Deseis sah sie traurig an: "Das ist Rache!"
Anny schüttelte den Kopf: "Das ist notwendig! Wer soll euch aufhalten, wenn nicht ich, Onkel!"
Deseis begann zu verstehen: "Dann hast du mich hereingebeten um mich zu töten?"
Anny schüttelte wieder den Kopf: "Nein, ich habe dich hereingebeten, weil ich noch etwas in dir sehe, dass mich an früher erinnert. Elensar ist nicht mehr sicher und das weißt du! Es gab eine die sich den entgegengestellt hat und mir ein ganz besonderes Geschenk gemacht hat. Sie versteckte die anderen, aber sie wird sterben, wenn ihr niemand hilft. Deseis, wann wurde aus deinem Sinn für Gerechtigkeit Gleichgültigkeit? Wann hast du dich aufgegeben?"
Deseis riss die Augen auf, Annys Worte trafen ihn tief und das erste Mal nach Jahren stiegen ihm Tränen in die Augen, die er nicht zurückhalten konnte.
"Du kannst sie retten!", Anny lächelte matt, "Oder du bleibst und stirbst noch heute Abend!"
Deseis versuchte sich zu fassen: "Wer ist sie und wo finde ich sie?"
Anny seufzte tief: "Ich kenne ihren Namen nicht, aber sie kam durch den Spiegel im Speisesaal. Als ein Mischwesen mit vampirischem Anteil solltest du diesen benutzen können!"
Sassy atmete tief durch, sie konnte sich kaum noch auf den Beinen halten und wäre beinahe umgekippt als Mari neben ihr auftauchte.
"Ladira ist mit den Kindern wie du es gesagt hast zu den Ruinen gegangen! Saphira, Celles und Vanessa sind bei ihr!", sagte sie und musterte Sassy besorgt, "Was ist mit deinem Auge?"
Sassy war froh das Ladira und die anderen ihr einfach vertraut hatten, noch mehr beruhigte sie das sie Shanora davon abbringen hatte können zum schwarzen Thron zu gehen.
"Ich habe mein Auge verloren!", erklärte sie Mari dann und zog ihren Verband zurecht, "Freiwillig!"
Mari schien nicht weiter nachfragen zu wollen und schritt still neben ihr her: "Was denkst, du wird jetzt passieren? Was hast du vor?"
Sassy sah traurig zu ihr: "Ich muss wissen, ob es wahr ist, Mari! Wenn ich recht habe, werde ich sterben, aber das ist nicht schlimm. Hauptsache es sind alle in Sicherheit und vor allem Henry wird gut versorgt!"
Mari ging eine weile stumm neben Sassy hier: "Es tut mir leid, Sassy! Ich wünschte, ich könnte dir diese Last abnehmen, aber niemand anders als du kann das tun!"

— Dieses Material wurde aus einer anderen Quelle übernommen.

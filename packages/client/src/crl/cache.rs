//! Bounded issuer-keyed CRL cache
//!
//! Keys are the canonical DER of the issuer DN. Two expiry notions apply:
//! protocol expiry (`nextUpdate` has passed) and soft expiry (the entry has
//! sat in the cache longer than the configured TTL, forcing a refresh even
//! while `nextUpdate` is still in the future). Eviction is deterministic on
//! insertion order with a fixed capacity bound.

use std::collections::{HashMap, VecDeque};
use std::sync::atomic::{AtomicUsize, Ordering};
use std::sync::{Arc, RwLock};
use std::time::{Duration, SystemTime};

use super::Crl;

#[derive(Debug)]
struct CacheSlot {
    crl: Arc<Crl>,
    inserted_at: SystemTime,
}

#[derive(Debug, Default)]
struct CacheInner {
    slots: HashMap<String, CacheSlot>,
    /// Keys in insertion order, oldest first
    order: VecDeque<String>,
}

/// Cache counters snapshot
#[derive(Debug, Clone, Copy, PartialEq, Eq)]
pub struct CrlCacheStats {
    pub hits: usize,
    pub misses: usize,
    pub evictions: usize,
    pub size: usize,
}

/// Bounded mapping from issuer DN to the latest parsed CRL
pub struct CrlCache {
    inner: RwLock<CacheInner>,
    max_entries: usize,
    soft_ttl: Duration,
    cache_hits: AtomicUsize,
    cache_misses: AtomicUsize,
    evictions: AtomicUsize,
}

impl std::fmt::Debug for CrlCache {
    fn fmt(&self, f: &mut std::fmt::Formatter<'_>) -> std::fmt::Result {
        f.debug_struct("CrlCache")
            .field("size", &self.len())
            .field("max_entries", &self.max_entries)
            .field("soft_ttl", &self.soft_ttl)
            .finish_non_exhaustive()
    }
}

fn cache_key(issuer_der: &[u8]) -> String {
    hex::encode(issuer_der)
}

impl CrlCache {
    pub fn new(max_entries: usize, soft_ttl: Duration) -> Self {
        Self {
            inner: RwLock::new(CacheInner::default()),
            max_entries,
            soft_ttl,
            cache_hits: AtomicUsize::new(0),
            cache_misses: AtomicUsize::new(0),
            evictions: AtomicUsize::new(0),
        }
    }

    /// Insert a CRL for its issuer, evicting the oldest insertion once the
    /// capacity bound is exceeded. Re-inserting a key replaces its value and
    /// refreshes its insertion position.
    pub fn put(&self, crl: Crl) {
        let key = cache_key(&crl.issuer_der);
        let issuer = crl.issuer.clone();
        let mut inner = self.write_inner();

        if inner.slots.contains_key(&key) {
            inner.order.retain(|k| k != &key);
        }
        inner.order.push_back(key.clone());
        inner.slots.insert(
            key,
            CacheSlot {
                crl: Arc::new(crl),
                inserted_at: SystemTime::now(),
            },
        );

        while inner.slots.len() > self.max_entries {
            let Some(oldest) = inner.order.pop_front() else {
                break;
            };
            if let Some(slot) = inner.slots.remove(&oldest) {
                self.evictions.fetch_add(1, Ordering::Relaxed);
                tracing::debug!("evicted CRL for issuer {} (capacity)", slot.crl.issuer);
            }
        }

        tracing::debug!("cached CRL for issuer {issuer}");
    }

    /// Fetch the cached CRL for an issuer. An entry past its soft TTL is
    /// removed and reported as absent.
    pub fn get(&self, issuer_der: &[u8]) -> Option<Arc<Crl>> {
        let key = cache_key(issuer_der);
        let now = SystemTime::now();

        let found = {
            let inner = self.read_inner();
            match inner.slots.get(&key) {
                Some(slot) if self.is_soft_expired(slot, now) => None,
                Some(slot) => Some(Arc::clone(&slot.crl)),
                None => {
                    self.cache_misses.fetch_add(1, Ordering::Relaxed);
                    return None;
                }
            }
        };

        match found {
            Some(crl) => {
                self.cache_hits.fetch_add(1, Ordering::Relaxed);
                Some(crl)
            }
            None => {
                let mut inner = self.write_inner();
                inner.slots.remove(&key);
                inner.order.retain(|k| k != &key);
                self.cache_misses.fetch_add(1, Ordering::Relaxed);
                tracing::debug!("CRL cache entry passed soft TTL, dropped");
                None
            }
        }
    }

    /// True if the issuer has no usable CRL or its authority window ends
    /// within `threshold`. Entries without `nextUpdate` always report true.
    pub fn expiring_soon(&self, issuer_der: &[u8], threshold: Duration) -> bool {
        let key = cache_key(issuer_der);
        let now = SystemTime::now();
        let inner = self.read_inner();
        match inner.slots.get(&key) {
            None => true,
            Some(slot) => match slot.crl.next_update {
                None => true,
                Some(next) => next <= now + threshold,
            },
        }
    }

    /// Evict every entry whose `nextUpdate` is absent or already passed
    pub fn remove_expired(&self) -> usize {
        let now = SystemTime::now();
        let mut inner = self.write_inner();
        let before = inner.slots.len();
        inner.slots.retain(|_, slot| !slot.crl.is_expired(now));
        let removed = before - inner.slots.len();
        let CacheInner { slots, order } = &mut *inner;
        order.retain(|k| slots.contains_key(k));
        if removed > 0 {
            self.evictions.fetch_add(removed, Ordering::Relaxed);
            tracing::debug!("removed {removed} expired CRLs from cache");
        }
        removed
    }

    pub fn clear(&self) {
        let mut inner = self.write_inner();
        inner.slots.clear();
        inner.order.clear();
    }

    /// Display names of all cached issuers
    pub fn issuers(&self) -> Vec<String> {
        let inner = self.read_inner();
        inner
            .order
            .iter()
            .filter_map(|k| inner.slots.get(k).map(|slot| slot.crl.issuer.clone()))
            .collect()
    }

    pub fn len(&self) -> usize {
        self.read_inner().slots.len()
    }

    pub fn is_empty(&self) -> bool {
        self.len() == 0
    }

    pub fn stats(&self) -> CrlCacheStats {
        CrlCacheStats {
            hits: self.cache_hits.load(Ordering::Relaxed),
            misses: self.cache_misses.load(Ordering::Relaxed),
            evictions: self.evictions.load(Ordering::Relaxed),
            size: self.len(),
        }
    }

    fn is_soft_expired(&self, slot: &CacheSlot, now: SystemTime) -> bool {
        now.duration_since(slot.inserted_at).unwrap_or(Duration::ZERO) > self.soft_ttl
    }

    fn read_inner(&self) -> std::sync::RwLockReadGuard<'_, CacheInner> {
        match self.inner.read() {
            Ok(guard) => guard,
            Err(poisoned) => {
                tracing::warn!("CRL cache read lock poisoned, recovering");
                poisoned.into_inner()
            }
        }
    }

    fn write_inner(&self) -> std::sync::RwLockWriteGuard<'_, CacheInner> {
        match self.inner.write() {
            Ok(guard) => guard,
            Err(poisoned) => {
                tracing::warn!("CRL cache write lock poisoned, recovering");
                poisoned.into_inner()
            }
        }
    }
}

Sassy sah dankbar zu ihr hinüber: "Das ist lieb von dir, aber es ist, wie du sagst meine Aufgabe. Mögen die alten Götter mit uns allen sein!"
Mari nickte: "Vor allem mit Shanora! Sie muss es schließlich auch mit einer Übermacht aufnehmen!"
Sassy blieb stehen, vor ihr lag Ladiras Haus, welches ihnen allen nach der letzten Schlacht als Zuflucht gedient hatte.
"Ich muss dich jetzt verlassen!", Mari schien das gar nicht zu gefallen, "Ich bete, das wir uns irren!"
Dann verschwand sie und Sassy öffnete das Gartentor, um dem Mann entgegenzutreten, den sie verdächtigte sie alle verraten zu haben.